PKC delta translocates into the nucleus in response to apoptotic agents and functions as a potent cell death signal. Cytoplasmic retention of PKC delta and its transport into the nucleus are essential for cell homeostasis, but how these processes are regulated is poorly understood. We show that PKC delta resides in the cytoplasm in a conformation that precludes binding of importin-alpha. A structural model of PKC delta in the inactive state suggests that the nuclear localization sequence (NLS) is prevented from binding to importin-alpha through intramolecular contacts between the C2 and catalytic domains. We have previously shown that PKC delta is phosphorylated on specific tyrosine residues in response to apoptotic agents.
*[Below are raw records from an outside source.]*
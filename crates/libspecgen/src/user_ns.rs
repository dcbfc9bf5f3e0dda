use std::num::ParseIntError;

use crate::config::IdMap;

/// The gid the `/dev/pts` mount hands terminals to by default.
pub const TTY_GID: u32 = 5;

#[derive(Debug, thiserror::Error)]
pub enum IdMapError {
    #[error("id map line {line:?} must have three fields")]
    Fields { line: String },
    #[error("id map line {line:?} is not numeric")]
    Number {
        line: String,
        source: ParseIntError,
    },
}

/// Parses the `/proc/<pid>/{uid,gid}_map` format: one
/// `container_id host_id size` triple per line.
pub fn parse_id_map(contents: &str) -> Result<Vec<IdMap>, IdMapError> {
    contents
        .lines()
        .filter(|line| !line.trim().is_empty())
        .map(|line| {
            let fields: Vec<&str> = line.split_whitespace().collect();
            let [container_id, host_id, size] = fields[..] else {
                return Err(IdMapError::Fields {
                    line: line.to_owned(),
                });
            };
            let number = |field: &str| {
                field.parse::<u32>().map_err(|source| IdMapError::Number {
                    line: line.to_owned(),
                    source,
                })
            };
            Ok(IdMap {
                container_id: number(container_id)?,
                host_id: number(host_id)?,
                size: number(size)?,
            })
        })
        .collect()
}

/// Total number of ids covered by `maps`.
pub fn mapped_ids(maps: &[IdMap]) -> u64 {
    maps.iter().map(|m| u64::from(m.size)).sum()
}

/// Whether gid 5 will exist inside the container. `host_gids` is the number
/// of gids available to a rootless caller and `None` when running as root.
pub fn gid5_available(host_gids: Option<u64>, gid_map: &[IdMap]) -> bool {
    if let Some(available) = host_gids {
        if available < u64::from(TTY_GID) {
            return false;
        }
    }
    gid_map.is_empty() || gid_map.iter().any(|m| m.contains_container_id(TTY_GID))
}

#[cfg(test)]
mod tests {
    use anyhow::Result;

    use super::*;

    fn map(container_id: u32, host_id: u32, size: u32) -> IdMap {
        IdMap {
            container_id,
            host_id,
            size,
        }
    }

    #[test]
    fn test_parse_proc_id_map() -> Result<()> {
        let maps = parse_id_map("         0       1000          1\n         1     100000      65536\n")?;
        assert_eq!(maps, vec![map(0, 1000, 1), map(1, 100000, 65536)]);
        assert_eq!(mapped_ids(&maps), 65537);
        Ok(())
    }

    #[test]
    fn test_parse_rejects_malformed_lines() {
        assert!(matches!(
            parse_id_map("0 1000").unwrap_err(),
            IdMapError::Fields { .. }
        ));
        assert!(matches!(
            parse_id_map("0 x 1").unwrap_err(),
            IdMapError::Number { .. }
        ));
    }

    #[test]
    fn test_gid5_as_root_without_maps() {
        assert!(gid5_available(None, &[]));
    }

    #[test]
    fn test_gid5_needs_enough_host_gids() {
        assert!(!gid5_available(Some(1), &[]));
        assert!(!gid5_available(Some(4), &[]));
        assert!(gid5_available(Some(5), &[]));
        assert!(gid5_available(Some(65537), &[]));
    }

    #[test]
    fn test_gid5_must_be_mapped() {
        assert!(!gid5_available(None, &[map(0, 1000, 1)]));
        assert!(gid5_available(None, &[map(0, 1000, 1), map(1, 100000, 65536)]));
        assert!(!gid5_available(Some(65537), &[map(6, 100000, 10)]));
    }
}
Here, we show that phosphorylation of PKC delta at Tyr-64 and Tyr-155 results in a conformational change that allows exposure of the NLS and binding of importin-alpha. In addition, Hsp90 binds to PKC delta with similar kinetics as importin-alpha and is required for the interaction of importin-alpha with the NLS. Finally, we elucidate a role for a conserved PPxxP motif, which overlaps the NLS, in nuclear exclusion of PKC delta. Mutagenesis of the conserved prolines to alanines enhanced importin-alpha binding to PKC delta and induced its nuclear import in resting cells. Thus, the PPxxP motif is important for maintaining a conformation that facilitates cytosplasmic retention of PKC delta. Taken together, this study establishes a novel mechanism that retains PKC delta in the cytoplasm of resting cells and regulates its nuclear import in response to apoptotic stimuli.